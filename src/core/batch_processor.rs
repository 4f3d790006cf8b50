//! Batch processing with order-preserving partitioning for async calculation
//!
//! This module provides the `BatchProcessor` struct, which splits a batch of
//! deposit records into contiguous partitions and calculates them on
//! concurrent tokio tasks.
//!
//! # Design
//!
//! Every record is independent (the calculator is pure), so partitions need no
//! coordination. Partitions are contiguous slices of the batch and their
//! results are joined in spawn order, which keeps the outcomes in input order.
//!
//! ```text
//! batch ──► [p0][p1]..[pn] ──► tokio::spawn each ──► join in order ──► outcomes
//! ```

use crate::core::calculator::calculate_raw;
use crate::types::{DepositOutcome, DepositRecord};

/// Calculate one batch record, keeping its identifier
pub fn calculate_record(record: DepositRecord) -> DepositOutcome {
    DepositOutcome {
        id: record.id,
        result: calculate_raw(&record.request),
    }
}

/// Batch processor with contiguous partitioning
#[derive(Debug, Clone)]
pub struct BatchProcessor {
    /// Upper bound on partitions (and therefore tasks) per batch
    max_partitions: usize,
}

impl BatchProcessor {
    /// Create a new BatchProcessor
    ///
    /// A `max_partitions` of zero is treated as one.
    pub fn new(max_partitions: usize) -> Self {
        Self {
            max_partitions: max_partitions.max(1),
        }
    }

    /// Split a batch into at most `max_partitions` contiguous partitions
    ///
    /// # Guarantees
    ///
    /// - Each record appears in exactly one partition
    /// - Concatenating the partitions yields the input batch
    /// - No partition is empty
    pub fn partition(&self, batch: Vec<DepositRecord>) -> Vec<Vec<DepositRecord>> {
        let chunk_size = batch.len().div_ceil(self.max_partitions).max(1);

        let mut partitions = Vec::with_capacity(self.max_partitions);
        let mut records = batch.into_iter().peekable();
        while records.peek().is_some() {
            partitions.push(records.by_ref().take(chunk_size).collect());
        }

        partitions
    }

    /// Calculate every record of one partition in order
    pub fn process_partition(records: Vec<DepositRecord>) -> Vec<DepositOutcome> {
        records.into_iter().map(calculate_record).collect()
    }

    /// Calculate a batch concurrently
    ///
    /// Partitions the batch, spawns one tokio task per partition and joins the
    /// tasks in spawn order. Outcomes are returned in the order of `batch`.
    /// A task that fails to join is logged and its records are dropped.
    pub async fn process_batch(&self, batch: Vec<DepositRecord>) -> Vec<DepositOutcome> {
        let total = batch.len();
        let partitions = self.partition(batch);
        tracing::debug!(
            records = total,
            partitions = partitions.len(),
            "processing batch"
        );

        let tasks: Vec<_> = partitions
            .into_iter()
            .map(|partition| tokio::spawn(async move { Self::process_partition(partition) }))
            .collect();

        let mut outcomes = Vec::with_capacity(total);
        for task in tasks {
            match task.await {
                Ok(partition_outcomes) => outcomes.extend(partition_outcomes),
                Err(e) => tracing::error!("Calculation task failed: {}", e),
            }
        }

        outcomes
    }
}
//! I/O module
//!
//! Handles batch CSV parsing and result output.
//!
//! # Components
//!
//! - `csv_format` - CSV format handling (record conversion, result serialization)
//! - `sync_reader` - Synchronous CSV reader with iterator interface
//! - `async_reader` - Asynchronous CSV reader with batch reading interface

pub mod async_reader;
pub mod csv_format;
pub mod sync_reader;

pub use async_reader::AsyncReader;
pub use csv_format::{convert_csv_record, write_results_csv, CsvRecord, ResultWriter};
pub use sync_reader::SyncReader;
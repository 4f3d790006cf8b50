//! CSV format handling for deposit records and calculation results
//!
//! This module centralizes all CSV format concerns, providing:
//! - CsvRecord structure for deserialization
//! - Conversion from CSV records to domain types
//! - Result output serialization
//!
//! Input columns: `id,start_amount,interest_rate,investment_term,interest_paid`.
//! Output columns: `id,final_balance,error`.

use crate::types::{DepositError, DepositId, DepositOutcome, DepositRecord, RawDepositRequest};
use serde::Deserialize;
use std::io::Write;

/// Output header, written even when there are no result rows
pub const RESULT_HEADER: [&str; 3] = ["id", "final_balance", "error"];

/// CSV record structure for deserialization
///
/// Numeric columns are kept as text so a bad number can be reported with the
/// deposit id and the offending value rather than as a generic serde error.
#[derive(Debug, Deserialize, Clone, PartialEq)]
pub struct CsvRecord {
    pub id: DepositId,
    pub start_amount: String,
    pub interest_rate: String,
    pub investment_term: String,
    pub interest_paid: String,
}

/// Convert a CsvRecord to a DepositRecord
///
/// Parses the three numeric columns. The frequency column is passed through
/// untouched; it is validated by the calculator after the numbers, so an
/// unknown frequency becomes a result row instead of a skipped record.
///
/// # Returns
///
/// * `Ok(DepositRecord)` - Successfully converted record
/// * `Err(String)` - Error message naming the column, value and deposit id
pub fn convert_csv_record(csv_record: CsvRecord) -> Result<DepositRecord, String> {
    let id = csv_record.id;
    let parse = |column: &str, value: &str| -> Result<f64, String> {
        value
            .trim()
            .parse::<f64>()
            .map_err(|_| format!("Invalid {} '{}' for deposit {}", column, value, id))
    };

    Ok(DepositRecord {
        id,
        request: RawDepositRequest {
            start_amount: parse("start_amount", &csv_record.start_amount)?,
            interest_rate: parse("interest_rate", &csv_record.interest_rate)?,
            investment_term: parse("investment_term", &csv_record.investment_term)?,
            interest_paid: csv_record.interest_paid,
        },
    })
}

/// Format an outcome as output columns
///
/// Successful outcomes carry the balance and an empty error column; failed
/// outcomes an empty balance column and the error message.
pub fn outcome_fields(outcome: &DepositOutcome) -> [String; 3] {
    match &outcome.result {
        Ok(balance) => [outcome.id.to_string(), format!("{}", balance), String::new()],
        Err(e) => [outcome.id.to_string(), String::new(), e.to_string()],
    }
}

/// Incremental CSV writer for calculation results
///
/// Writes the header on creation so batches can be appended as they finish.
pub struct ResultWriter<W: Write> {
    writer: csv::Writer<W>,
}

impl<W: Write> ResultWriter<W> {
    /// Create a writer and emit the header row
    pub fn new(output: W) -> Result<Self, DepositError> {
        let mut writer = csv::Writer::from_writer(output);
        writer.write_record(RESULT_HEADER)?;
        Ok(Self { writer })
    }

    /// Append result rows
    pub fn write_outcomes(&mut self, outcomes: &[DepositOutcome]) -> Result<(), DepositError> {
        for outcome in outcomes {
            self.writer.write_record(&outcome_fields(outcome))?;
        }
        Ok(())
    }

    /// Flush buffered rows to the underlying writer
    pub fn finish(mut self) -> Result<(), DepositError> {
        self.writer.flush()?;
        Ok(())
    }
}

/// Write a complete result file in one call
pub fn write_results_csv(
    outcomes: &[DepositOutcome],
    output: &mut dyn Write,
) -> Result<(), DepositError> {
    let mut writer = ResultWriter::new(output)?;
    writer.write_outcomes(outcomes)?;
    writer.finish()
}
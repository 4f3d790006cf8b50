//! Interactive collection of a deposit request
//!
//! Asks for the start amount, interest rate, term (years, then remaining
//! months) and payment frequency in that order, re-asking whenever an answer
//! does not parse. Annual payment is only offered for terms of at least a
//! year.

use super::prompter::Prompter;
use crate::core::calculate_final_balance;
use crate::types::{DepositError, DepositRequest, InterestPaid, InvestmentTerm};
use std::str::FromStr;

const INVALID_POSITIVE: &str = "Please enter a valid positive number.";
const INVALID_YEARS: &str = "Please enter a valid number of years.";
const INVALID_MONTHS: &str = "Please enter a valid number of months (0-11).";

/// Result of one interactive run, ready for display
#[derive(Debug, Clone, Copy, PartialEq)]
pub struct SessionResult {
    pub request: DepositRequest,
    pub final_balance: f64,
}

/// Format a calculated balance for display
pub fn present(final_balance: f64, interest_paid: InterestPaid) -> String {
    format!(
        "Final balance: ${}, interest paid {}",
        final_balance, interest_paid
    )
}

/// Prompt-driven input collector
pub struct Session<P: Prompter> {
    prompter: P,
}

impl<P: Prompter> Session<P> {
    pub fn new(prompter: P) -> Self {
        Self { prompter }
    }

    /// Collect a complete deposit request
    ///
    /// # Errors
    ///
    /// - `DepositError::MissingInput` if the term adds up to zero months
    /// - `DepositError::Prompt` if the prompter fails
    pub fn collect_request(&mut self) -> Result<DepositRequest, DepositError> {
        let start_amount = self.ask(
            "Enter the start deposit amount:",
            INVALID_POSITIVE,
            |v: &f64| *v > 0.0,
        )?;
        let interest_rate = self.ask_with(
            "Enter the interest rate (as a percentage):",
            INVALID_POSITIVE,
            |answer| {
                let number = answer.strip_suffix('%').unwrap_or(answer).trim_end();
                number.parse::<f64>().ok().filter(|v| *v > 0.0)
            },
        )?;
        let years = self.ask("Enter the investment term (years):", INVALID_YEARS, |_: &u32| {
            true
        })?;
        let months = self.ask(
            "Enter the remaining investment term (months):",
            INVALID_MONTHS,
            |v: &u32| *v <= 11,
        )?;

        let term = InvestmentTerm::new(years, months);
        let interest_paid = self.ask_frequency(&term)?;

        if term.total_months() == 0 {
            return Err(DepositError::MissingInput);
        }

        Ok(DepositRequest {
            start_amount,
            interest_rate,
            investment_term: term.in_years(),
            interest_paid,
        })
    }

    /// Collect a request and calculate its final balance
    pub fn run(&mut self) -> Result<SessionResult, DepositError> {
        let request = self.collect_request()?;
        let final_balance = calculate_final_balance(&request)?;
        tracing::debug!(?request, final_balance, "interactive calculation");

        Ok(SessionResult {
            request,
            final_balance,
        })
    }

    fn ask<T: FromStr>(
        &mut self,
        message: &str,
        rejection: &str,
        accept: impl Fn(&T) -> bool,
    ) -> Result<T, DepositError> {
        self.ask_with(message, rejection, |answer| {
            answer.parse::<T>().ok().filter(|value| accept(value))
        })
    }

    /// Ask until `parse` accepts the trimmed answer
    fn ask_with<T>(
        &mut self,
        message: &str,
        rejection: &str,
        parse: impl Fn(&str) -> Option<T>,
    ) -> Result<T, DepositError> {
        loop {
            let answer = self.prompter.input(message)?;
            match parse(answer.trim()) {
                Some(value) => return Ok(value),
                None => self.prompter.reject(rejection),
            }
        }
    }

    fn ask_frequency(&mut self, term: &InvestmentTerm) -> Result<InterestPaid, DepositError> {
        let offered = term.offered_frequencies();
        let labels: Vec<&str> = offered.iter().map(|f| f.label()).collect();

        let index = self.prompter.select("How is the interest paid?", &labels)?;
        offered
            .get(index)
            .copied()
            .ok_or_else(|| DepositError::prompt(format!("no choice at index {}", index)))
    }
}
--
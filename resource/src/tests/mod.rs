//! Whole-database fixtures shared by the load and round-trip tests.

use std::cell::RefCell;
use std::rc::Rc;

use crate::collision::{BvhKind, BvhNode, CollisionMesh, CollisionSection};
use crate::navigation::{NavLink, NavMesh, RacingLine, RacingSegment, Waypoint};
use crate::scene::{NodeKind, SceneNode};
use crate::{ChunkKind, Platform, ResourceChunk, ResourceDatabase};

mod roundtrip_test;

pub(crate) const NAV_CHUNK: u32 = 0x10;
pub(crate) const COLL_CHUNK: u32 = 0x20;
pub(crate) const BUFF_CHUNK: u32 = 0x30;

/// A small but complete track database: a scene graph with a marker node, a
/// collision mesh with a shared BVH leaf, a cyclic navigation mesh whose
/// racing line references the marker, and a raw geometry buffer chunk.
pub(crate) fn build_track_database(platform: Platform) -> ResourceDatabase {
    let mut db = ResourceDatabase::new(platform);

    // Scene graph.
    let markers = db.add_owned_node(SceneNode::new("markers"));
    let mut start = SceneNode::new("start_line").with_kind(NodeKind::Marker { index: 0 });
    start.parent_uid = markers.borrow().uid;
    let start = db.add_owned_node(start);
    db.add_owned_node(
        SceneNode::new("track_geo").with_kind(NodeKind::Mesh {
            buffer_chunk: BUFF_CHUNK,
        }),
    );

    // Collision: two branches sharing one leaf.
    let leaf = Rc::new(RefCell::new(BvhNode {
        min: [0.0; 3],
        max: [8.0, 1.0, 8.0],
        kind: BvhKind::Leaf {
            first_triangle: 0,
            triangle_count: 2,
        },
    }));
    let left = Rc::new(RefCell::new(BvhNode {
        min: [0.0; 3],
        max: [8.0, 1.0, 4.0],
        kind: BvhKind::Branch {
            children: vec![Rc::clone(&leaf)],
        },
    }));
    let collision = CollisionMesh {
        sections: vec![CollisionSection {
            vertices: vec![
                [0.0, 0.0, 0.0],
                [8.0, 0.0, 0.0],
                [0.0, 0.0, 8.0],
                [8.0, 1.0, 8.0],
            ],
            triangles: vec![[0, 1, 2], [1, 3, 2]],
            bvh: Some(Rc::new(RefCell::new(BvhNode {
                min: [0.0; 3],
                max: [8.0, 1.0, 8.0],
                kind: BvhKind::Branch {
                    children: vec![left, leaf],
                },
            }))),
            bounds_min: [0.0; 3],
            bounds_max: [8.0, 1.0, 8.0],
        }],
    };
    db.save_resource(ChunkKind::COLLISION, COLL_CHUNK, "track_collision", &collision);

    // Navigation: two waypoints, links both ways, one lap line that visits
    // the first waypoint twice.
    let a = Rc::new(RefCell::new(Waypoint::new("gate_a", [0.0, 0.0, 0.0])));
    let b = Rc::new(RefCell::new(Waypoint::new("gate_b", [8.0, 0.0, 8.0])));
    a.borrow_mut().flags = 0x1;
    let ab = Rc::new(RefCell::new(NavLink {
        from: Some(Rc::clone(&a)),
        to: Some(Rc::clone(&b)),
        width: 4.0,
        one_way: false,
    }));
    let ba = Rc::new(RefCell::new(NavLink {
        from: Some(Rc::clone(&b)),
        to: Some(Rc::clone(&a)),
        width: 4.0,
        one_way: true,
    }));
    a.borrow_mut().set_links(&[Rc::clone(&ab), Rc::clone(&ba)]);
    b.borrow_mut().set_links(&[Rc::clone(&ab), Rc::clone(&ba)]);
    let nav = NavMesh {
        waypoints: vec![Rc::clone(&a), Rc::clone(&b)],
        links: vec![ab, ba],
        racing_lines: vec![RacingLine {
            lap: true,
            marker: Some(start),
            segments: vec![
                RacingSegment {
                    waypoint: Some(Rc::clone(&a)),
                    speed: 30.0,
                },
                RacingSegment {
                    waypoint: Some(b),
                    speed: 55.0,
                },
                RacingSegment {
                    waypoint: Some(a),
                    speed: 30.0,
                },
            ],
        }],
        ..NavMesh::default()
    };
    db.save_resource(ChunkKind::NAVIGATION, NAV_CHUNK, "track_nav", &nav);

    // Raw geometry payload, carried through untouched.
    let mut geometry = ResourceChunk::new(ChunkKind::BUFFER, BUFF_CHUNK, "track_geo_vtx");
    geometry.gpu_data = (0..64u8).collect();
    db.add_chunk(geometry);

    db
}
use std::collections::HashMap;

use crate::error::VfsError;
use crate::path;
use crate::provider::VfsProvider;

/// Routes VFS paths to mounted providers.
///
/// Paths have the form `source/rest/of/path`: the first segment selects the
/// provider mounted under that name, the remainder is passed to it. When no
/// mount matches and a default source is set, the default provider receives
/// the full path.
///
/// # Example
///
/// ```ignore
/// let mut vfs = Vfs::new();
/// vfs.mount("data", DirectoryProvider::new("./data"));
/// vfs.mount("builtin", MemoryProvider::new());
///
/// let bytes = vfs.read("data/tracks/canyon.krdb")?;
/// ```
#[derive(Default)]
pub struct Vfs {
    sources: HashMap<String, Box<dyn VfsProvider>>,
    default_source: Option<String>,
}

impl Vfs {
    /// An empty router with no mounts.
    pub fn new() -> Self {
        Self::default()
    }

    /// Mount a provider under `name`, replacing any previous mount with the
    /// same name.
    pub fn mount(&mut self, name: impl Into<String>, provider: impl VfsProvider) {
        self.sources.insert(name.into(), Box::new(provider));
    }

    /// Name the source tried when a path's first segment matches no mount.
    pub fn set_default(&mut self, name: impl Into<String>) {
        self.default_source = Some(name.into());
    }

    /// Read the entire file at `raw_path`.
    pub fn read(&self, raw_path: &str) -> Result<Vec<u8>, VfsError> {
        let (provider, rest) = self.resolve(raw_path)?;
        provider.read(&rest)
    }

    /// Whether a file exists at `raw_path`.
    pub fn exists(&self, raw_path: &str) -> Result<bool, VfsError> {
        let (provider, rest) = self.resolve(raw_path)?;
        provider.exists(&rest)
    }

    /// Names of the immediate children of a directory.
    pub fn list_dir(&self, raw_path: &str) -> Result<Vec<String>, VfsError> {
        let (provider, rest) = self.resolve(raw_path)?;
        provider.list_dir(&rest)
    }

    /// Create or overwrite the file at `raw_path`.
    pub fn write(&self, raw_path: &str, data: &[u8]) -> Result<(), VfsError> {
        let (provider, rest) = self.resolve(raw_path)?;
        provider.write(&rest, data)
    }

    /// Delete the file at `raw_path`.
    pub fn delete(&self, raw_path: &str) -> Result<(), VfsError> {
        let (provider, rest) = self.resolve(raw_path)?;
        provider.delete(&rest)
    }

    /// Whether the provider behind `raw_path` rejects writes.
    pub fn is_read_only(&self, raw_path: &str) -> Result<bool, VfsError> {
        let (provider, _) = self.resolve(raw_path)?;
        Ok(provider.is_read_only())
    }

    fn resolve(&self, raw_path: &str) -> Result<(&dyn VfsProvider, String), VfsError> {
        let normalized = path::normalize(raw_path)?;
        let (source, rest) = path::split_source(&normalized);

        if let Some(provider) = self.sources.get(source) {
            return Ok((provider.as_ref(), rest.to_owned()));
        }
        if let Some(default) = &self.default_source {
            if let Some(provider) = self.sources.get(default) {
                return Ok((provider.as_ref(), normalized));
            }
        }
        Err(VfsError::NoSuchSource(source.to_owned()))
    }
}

**TASK BRIEF**:
Only the lines above starting at the one containing "with iterator interface" and ending at the one containing "use std::io::Write;", both included, are to be returned, exactly as they read.

**TASK OUTPUT**:
//! - `sync_reader` - Synchronous CSV reader with iterator interface
//! - `async_reader` - Asynchronous CSV reader with batch reading interface

pub mod async_reader;
pub mod csv_format;
pub mod sync_reader;

pub use async_reader::AsyncReader;
pub use csv_format::{convert_csv_record, write_results_csv, CsvRecord, ResultWriter};
pub use sync_reader::SyncReader;
repository 4f3d790006cf8b50
//! CSV format handling for deposit records and calculation results
//!
//! This module centralizes all CSV format concerns, providing:
//! - CsvRecord structure for deserialization
//! - Conversion from CSV records to domain types
//! - Result output serialization
//!
//! Input columns: `id,start_amount,interest_rate,investment_term,interest_paid`.
//! Output columns: `id,final_balance,error`.

use crate::types::{DepositError, DepositId, DepositOutcome, DepositRecord, RawDepositRequest};
use serde::Deserialize;
use std::io::Write;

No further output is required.